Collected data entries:
--- START ---
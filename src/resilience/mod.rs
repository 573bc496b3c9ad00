//! Resilience subsystem.
//!
//! # Data Flow
//! ```text
//! Request on a connection:
//!     → timeouts.rs (connect / handshake / send / receive deadlines)
//!     → On failure: one re-establish and retry inside the connection
//!     → suspension.rs (count failures, suspend the connection past the threshold)
//!     → is_suspended() probes the backend once the suspension expires
//! ```
//!
//! # Design Decisions
//! - Timeouts are non-negotiable; every network step has a deadline
//! - Exactly one retry per request; sustained failure becomes a suspension
//! - Suspensions are per connection, not global

pub mod suspension;
pub mod timeouts;

pub use suspension::{Suspension, SuspensionReason, SuspensionStatus};
pub use timeouts::ReceiveDeadlines;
--- END ---
— WORK INSTRUCTIONS —
Write out the lines above exactly, but only from the one containing "has a deadline" through the last one.

— REPLY TO THE EXERCISE —
//! - Timeouts are non-negotiable; every network step has a deadline
//! - Exactly one retry per request; sustained failure becomes a suspension
//! - Suspensions are per connection, not global

pub mod suspension;
pub mod timeouts;

pub use suspension::{Suspension, SuspensionReason, SuspensionStatus};
pub use timeouts::ReceiveDeadlines;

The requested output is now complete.